Près de deux mois de fermeture pour tous les coiffeurs de France. Le 11 mai, ils pourront enfin rouvrir leurs portes. Soulagés d’avoir enfin une date de réouverture fixée, ce qui n’est pas le cas des restaurateurs, les professionnels de Saint-Barth se préparent à l’application de mesures de protection strictes dans leurs salons. 

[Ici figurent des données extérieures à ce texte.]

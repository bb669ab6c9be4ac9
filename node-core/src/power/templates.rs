//! Rail sequence templates shared by firmware and host targets.
//!
//! Startup runs in two halves around opening the serial channel: the prelude
//! leaves the modem unpowered while the logic rail and line driver come up,
//! and the boot half applies modem power only after the channel is open so
//! the transmit line is in a legal state when the supply arrives.

use core::time::Duration;

use super::{RailAction, RailId, RailSequence, RailStep, SequenceKind};

/// Settle after forcing the line driver's transmit path on.
pub const TX_DRIVER_SETTLE: Duration = Duration::from_millis(20);
/// Supply settle before modem power is applied.
pub const MODEM_SUPPLY_SETTLE: Duration = Duration::from_secs(10);
/// Settle after modem power while its bootloader finishes.
pub const MODEM_BOOT_SETTLE: Duration = Duration::from_secs(10);
/// Trailing settle once the rails are down for sleep.
pub const SLEEP_RAIL_SETTLE: Duration = Duration::from_millis(10);

/// Rail steps run before the serial channel is opened.
pub const STARTUP_PRELUDE_STEPS: [RailStep; 5] = [
    // Transmit path off and modem unpowered before anything else changes.
    RailStep::immediate(RailId::TxDriver, RailAction::Disable),
    RailStep::immediate(RailId::Modem, RailAction::Disable),
    RailStep::immediate(RailId::Logic, RailAction::Enable),
    RailStep::immediate(RailId::StatusLed, RailAction::Enable),
    RailStep::new(
        RailId::TxDriver,
        RailAction::Enable,
        Duration::ZERO,
        TX_DRIVER_SETTLE,
    ),
];

/// Modem power-on, bracketed by the supply and bootloader settles.
pub const MODEM_BOOT_STEPS: [RailStep; 1] = [RailStep::new(
    RailId::Modem,
    RailAction::Enable,
    MODEM_SUPPLY_SETTLE,
    MODEM_BOOT_SETTLE,
)];

/// Rail steps for the sleep half of the power sequence.
pub const ENTER_SLEEP_STEPS: [RailStep; 4] = [
    RailStep::immediate(RailId::BusPullups, RailAction::Disable),
    RailStep::immediate(RailId::TxDriver, RailAction::Disable),
    RailStep::immediate(RailId::Logic, RailAction::Disable),
    RailStep::new(
        RailId::StatusLed,
        RailAction::Disable,
        Duration::ZERO,
        SLEEP_RAIL_SETTLE,
    ),
];

/// Rail steps for the wake half. The status LED stays off after the first
/// sleep to save power.
pub const WAKE_STEPS: [RailStep; 3] = [
    RailStep::immediate(RailId::Logic, RailAction::Enable),
    RailStep::immediate(RailId::TxDriver, RailAction::Enable),
    RailStep::immediate(RailId::BusPullups, RailAction::Enable),
];

pub const STARTUP_PRELUDE_TEMPLATE: RailSequence =
    RailSequence::new(SequenceKind::StartupPrelude, &STARTUP_PRELUDE_STEPS);

pub const MODEM_BOOT_TEMPLATE: RailSequence =
    RailSequence::new(SequenceKind::ModemBoot, &MODEM_BOOT_STEPS);

pub const ENTER_SLEEP_TEMPLATE: RailSequence =
    RailSequence::new(SequenceKind::EnterSleep, &ENTER_SLEEP_STEPS);

pub const WAKE_TEMPLATE: RailSequence = RailSequence::new(SequenceKind::Wake, &WAKE_STEPS);

/// Returns the shared startup-prelude template.
#[must_use]
pub const fn startup_prelude_template() -> RailSequence {
    STARTUP_PRELUDE_TEMPLATE
}

/// Returns the shared modem-boot template.
#[must_use]
pub const fn modem_boot_template() -> RailSequence {
    MODEM_BOOT_TEMPLATE
}

/// Returns the shared enter-sleep template.
#[must_use]
pub const fn enter_sleep_template() -> RailSequence {
    ENTER_SLEEP_TEMPLATE
}

/// Returns the shared wake template.
#[must_use]
pub const fn wake_template() -> RailSequence {
    WAKE_TEMPLATE
}

#[cfg(test)]
mod tests {
    use super::*;

    #[test]
    fn prelude_forces_transmit_off_before_logic_comes_up() {
        let steps = STARTUP_PRELUDE_TEMPLATE.steps();
        assert_eq!(STARTUP_PRELUDE_TEMPLATE.kind, SequenceKind::StartupPrelude);
        assert_eq!(steps.len(), 5);

        assert_eq!(steps[0].rail, RailId::TxDriver);
        assert_eq!(steps[0].action, RailAction::Disable);
        assert_eq!(steps[1].rail, RailId::Modem);
        assert_eq!(steps[1].action, RailAction::Disable);
        assert_eq!(steps[2].rail, RailId::Logic);
        assert_eq!(steps[2].action, RailAction::Enable);

        let tx_enable = &steps[4];
        assert_eq!(tx_enable.rail, RailId::TxDriver);
        assert_eq!(tx_enable.action, RailAction::Enable);
        assert_eq!(tx_enable.settle_after, TX_DRIVER_SETTLE);
    }

    #[test]
    fn prelude_never_powers_the_modem() {
        assert!(
            STARTUP_PRELUDE_TEMPLATE
                .steps()
                .iter()
                .all(|step| step.rail != RailId::Modem || step.action == RailAction::Disable)
        );
    }

    #[test]
    fn modem_boot_brackets_power_with_long_settles() {
        let steps = MODEM_BOOT_TEMPLATE.steps();
        assert_eq!(MODEM_BOOT_TEMPLATE.step_count(), 1);

        let power_on = &steps[0];
        assert_eq!(power_on.rail, RailId::Modem);
        assert_eq!(power_on.action, RailAction::Enable);
        assert_eq!(power_on.settle_before, MODEM_SUPPLY_SETTLE);
        assert_eq!(power_on.settle_after, MODEM_BOOT_SETTLE);
        assert!(power_on.settle_before >= crate::power::FEED_GUARD_SETTLE);
    }

    #[test]
    fn sleep_drops_pullups_then_transmit_then_logic() {
        let steps = ENTER_SLEEP_TEMPLATE.steps();
        assert_eq!(steps.len(), 4);
        assert_eq!(steps[0].rail, RailId::BusPullups);
        assert_eq!(steps[1].rail, RailId::TxDriver);
        assert_eq!(steps[2].rail, RailId::Logic);
        assert!(steps.iter().all(|step| step.action == RailAction::Disable));
        assert_eq!(steps[3].settle_after, SLEEP_RAIL_SETTLE);
    }

    #[test]
    fn wake_reverses_the_sleep_order_without_the_led() {
        let steps = WAKE_TEMPLATE.steps();
        assert_eq!(steps.len(), 3);
        assert_eq!(steps[0].rail, RailId::Logic);
        assert_eq!(steps[1].rail, RailId::TxDriver);
        assert_eq!(steps[2].rail, RailId::BusPullups);
        assert!(steps.iter().all(|step| step.action == RailAction::Enable));
        assert!(steps.iter().all(|step| step.rail != RailId::StatusLed));
    }
}
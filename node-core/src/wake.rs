//! Single-slot handoff of wake edges from interrupt context to the supervisor.
//!
//! The acoustic modem raises its frame-synchronization line when a message is
//! inbound; the edge capture stamps three time sources and publishes them
//! through a [`WakeLatch`]. The latch is the only mutable state shared between
//! the capture context and the supervisor, and both sides touch it without
//! locking: the writer stores the counters behind a sequence stamp and then
//! publishes the pending flag with release ordering, the reader consumes the
//! flag with acquire ordering and re-reads until the stamp is stable.

use portable_atomic::{AtomicBool, AtomicU32, Ordering};

/// Timestamps captured at a frame-synchronization edge.
///
/// `seconds` is wall-clock time and is the only field suitable for message
/// timestamping across long intervals. `millis` wraps after roughly 12.4 days
/// and `micros` after roughly 17.8 minutes; both pause during sleep modes, so
/// treat them as best-effort relative timing only.
#[derive(Copy, Clone, Debug, Default, Eq, PartialEq)]
pub struct WakeSnapshot {
    pub seconds: u32,
    pub millis: u32,
    pub micros: u32,
}

impl WakeSnapshot {
    #[must_use]
    pub const fn new(seconds: u32, millis: u32, micros: u32) -> Self {
        Self {
            seconds,
            millis,
            micros,
        }
    }
}

/// Lock-free single-producer/single-consumer slot for wake events.
///
/// Exactly one instance exists for the process lifetime. `on_edge` is the
/// producer side and must only run in the edge-capture context; everything
/// else is the supervisor side. A second edge arriving before `take` simply
/// supersedes the captured counters; the event itself is never lost.
pub struct WakeLatch {
    pending: AtomicBool,
    stamp: AtomicU32,
    seconds: AtomicU32,
    millis: AtomicU32,
    micros: AtomicU32,
}

impl WakeLatch {
    #[must_use]
    pub const fn new() -> Self {
        Self {
            pending: AtomicBool::new(false),
            stamp: AtomicU32::new(0),
            seconds: AtomicU32::new(0),
            millis: AtomicU32::new(0),
            micros: AtomicU32::new(0),
        }
    }

    /// Records a frame-synchronization edge.
    ///
    /// Bounded time, no heap activity, no journaling: four primitive stores
    /// bracketed by the sequence stamp. Safe to call from interrupt context.
    pub fn on_edge(&self, snapshot: WakeSnapshot) {
        let opened = self.stamp.load(Ordering::Relaxed).wrapping_add(1);
        self.stamp.store(opened, Ordering::Relaxed);
        self.micros.store(snapshot.micros, Ordering::Relaxed);
        self.millis.store(snapshot.millis, Ordering::Relaxed);
        self.seconds.store(snapshot.seconds, Ordering::Relaxed);
        self.stamp.store(opened.wrapping_add(1), Ordering::Release);
        self.pending.store(true, Ordering::Release);
    }

    /// Non-consuming view of the pending flag, used by the activity policy
    /// and by the mandatory re-check before cutting power.
    #[must_use]
    pub fn is_pending(&self) -> bool {
        self.pending.load(Ordering::Acquire)
    }

    /// Consumes the pending flag and returns the latest edge's snapshot.
    ///
    /// The stamp loop guarantees the three fields originate from the same
    /// edge even if a new edge lands mid-read; in that case the fresher
    /// edge's values win.
    pub fn take(&self) -> Option<WakeSnapshot> {
        if !self.pending.swap(false, Ordering::Acquire) {
            return None;
        }
        Some(self.read_consistent())
    }

    /// Wall-clock second of the most recent edge, zero before the first one.
    ///
    /// Survives `take` so the activity window keeps counting from the last
    /// wake even after the event itself has been consumed.
    #[must_use]
    pub fn last_wake_seconds(&self) -> u32 {
        self.read_consistent().seconds
    }

    fn read_consistent(&self) -> WakeSnapshot {
        loop {
            let before = self.stamp.load(Ordering::Acquire);
            let snapshot = WakeSnapshot {
                seconds: self.seconds.load(Ordering::Relaxed),
                millis: self.millis.load(Ordering::Relaxed),
                micros: self.micros.load(Ordering::Relaxed),
            };
            let after = self.stamp.load(Ordering::Acquire);
            if before == after && before & 1 == 0 {
                return snapshot;
            }
        }
    }
}

impl Default for WakeLatch {
    fn default() -> Self {
        Self::new()
    }
}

La crise sanitaire a été un vrai coup dur pour Bruno et Giovanni, qui ont ouvert en novembre leur salon B&G, au centre commercial Vaval. « Effondrés », résument-ils. Les deux coiffeurs s’attendent à des mois difficiles : « Nous n’avons pas eu le temps, en trois mois et demi, de nous constituer une clientèle locale, de nous faire connaître. On a très bien travaillé avec les touristes, mais on sait que ça va être très difficile. On espère, à partir du 11 mai, avoir juste assez de clients pour payer nos charges. » Charges qui vont forcément grossir pour tous les salons de coiffure, avec les mesures de protection à mettre en place. « Les protocoles ne sont pas encore tout à fait définis par le gouvernement, mais on sait déjà qu’on va imposer le port du masque et des gants, se fournir en capes », énumère Mike, gérant du salon Lorient Coiffure. « Vu la surconsommation de plastique que tout cela va engendrer, on cherche des produits réutilisables et lavables, avec nos fournisseurs. Entre chaque client, il faudra désinfecter toutes les surfaces. Et on a prévu une désinfection totale, chaque soir, par une société spécialisée. Rien que ça, c’est un surcoût de 600 ou 800 euros par mois. » Un surcoût qu’il sera difficile de compenser par une forte activité, puisque le nombre de clients dans le salon sera réduit.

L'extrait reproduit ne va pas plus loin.